[Stored items]:
----

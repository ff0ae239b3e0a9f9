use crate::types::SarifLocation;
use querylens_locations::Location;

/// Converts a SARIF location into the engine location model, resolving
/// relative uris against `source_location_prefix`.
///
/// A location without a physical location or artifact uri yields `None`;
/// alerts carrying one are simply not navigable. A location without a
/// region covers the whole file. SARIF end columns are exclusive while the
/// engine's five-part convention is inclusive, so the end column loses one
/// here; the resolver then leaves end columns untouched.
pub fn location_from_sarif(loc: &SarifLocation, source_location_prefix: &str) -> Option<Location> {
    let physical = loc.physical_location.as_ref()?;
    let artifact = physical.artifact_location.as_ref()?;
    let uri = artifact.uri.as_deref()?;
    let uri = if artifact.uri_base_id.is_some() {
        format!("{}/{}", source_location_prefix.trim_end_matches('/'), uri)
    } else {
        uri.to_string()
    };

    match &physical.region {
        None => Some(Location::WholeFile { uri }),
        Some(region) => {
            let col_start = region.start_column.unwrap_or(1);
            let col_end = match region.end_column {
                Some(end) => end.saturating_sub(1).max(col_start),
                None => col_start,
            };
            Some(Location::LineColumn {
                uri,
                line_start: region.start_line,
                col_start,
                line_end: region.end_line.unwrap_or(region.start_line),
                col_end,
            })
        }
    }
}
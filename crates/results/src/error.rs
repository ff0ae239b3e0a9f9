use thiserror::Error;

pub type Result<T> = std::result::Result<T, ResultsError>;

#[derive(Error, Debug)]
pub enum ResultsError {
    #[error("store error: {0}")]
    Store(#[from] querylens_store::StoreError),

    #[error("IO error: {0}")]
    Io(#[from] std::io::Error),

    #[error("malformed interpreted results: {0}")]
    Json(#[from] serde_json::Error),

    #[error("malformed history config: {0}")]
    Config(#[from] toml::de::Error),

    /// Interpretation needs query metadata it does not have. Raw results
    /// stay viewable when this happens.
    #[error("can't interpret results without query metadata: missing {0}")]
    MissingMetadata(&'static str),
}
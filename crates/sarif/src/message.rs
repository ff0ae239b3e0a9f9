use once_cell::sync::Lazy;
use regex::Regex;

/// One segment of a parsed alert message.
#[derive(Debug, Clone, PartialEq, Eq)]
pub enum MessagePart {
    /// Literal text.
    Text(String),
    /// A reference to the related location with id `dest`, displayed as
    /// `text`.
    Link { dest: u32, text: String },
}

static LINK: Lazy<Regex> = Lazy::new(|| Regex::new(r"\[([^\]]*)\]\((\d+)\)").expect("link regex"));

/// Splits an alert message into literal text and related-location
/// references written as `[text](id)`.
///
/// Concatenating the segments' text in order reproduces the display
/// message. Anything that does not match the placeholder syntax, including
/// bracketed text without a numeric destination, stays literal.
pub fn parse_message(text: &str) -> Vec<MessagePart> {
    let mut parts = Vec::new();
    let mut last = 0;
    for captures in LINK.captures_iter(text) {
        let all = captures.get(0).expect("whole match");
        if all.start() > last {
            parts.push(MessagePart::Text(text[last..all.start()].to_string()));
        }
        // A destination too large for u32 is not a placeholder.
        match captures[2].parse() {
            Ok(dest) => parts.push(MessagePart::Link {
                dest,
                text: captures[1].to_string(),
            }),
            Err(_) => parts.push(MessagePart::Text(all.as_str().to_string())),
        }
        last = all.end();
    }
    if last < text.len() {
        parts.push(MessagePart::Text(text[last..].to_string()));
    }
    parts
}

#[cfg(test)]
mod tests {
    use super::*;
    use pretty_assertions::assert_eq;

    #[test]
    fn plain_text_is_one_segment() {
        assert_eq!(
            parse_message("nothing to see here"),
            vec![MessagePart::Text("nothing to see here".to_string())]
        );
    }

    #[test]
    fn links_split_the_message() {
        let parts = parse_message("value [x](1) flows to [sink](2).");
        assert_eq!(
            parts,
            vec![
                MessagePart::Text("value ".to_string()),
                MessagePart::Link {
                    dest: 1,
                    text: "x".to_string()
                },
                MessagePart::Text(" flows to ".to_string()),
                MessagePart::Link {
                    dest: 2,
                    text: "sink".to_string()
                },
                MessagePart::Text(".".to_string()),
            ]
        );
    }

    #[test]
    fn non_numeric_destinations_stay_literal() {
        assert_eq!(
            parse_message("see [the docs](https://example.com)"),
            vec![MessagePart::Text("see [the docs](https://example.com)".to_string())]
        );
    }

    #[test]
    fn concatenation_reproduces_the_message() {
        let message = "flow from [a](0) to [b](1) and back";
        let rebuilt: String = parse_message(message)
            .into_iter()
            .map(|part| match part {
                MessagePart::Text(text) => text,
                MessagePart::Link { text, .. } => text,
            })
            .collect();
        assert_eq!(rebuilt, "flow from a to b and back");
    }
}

----

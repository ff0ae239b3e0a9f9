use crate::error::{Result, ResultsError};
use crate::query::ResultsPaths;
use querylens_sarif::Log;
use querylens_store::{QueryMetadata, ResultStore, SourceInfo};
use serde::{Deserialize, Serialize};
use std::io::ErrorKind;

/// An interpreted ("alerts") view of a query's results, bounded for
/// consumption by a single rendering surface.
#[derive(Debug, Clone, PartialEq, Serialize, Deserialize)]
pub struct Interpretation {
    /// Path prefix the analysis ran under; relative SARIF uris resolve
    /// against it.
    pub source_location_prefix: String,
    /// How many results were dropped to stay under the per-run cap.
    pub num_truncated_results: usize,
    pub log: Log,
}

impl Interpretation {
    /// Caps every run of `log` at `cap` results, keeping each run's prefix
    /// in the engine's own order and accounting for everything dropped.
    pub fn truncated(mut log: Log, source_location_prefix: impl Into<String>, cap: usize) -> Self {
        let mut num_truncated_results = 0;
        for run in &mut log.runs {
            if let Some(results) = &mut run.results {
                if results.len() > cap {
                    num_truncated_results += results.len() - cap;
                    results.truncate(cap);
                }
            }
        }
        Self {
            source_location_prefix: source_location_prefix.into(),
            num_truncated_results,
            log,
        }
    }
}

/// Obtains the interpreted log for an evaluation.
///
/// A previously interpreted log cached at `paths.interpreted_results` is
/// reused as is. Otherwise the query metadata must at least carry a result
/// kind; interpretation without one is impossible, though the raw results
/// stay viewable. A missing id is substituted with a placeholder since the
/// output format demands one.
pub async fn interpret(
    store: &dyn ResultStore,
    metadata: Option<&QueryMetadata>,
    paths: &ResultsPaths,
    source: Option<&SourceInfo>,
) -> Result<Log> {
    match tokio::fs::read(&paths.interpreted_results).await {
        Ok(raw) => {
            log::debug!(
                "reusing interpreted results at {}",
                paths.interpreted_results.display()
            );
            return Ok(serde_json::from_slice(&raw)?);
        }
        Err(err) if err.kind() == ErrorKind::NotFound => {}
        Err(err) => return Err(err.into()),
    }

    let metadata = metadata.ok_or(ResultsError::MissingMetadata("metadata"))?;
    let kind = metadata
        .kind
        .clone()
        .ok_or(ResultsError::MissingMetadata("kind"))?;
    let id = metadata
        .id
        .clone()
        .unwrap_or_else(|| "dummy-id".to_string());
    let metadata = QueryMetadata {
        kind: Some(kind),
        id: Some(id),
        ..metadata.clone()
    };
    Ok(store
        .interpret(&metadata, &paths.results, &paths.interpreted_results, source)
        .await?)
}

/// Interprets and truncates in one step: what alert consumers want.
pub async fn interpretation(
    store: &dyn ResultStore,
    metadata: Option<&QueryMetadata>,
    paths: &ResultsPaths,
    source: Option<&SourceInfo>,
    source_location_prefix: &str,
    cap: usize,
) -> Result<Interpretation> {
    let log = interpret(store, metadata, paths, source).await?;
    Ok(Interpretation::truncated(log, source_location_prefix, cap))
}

----

[Assigned task]:
If a line in the entries holds the string "does", it belongs in the tally; state the tally alone.

[Reply to the task]:
2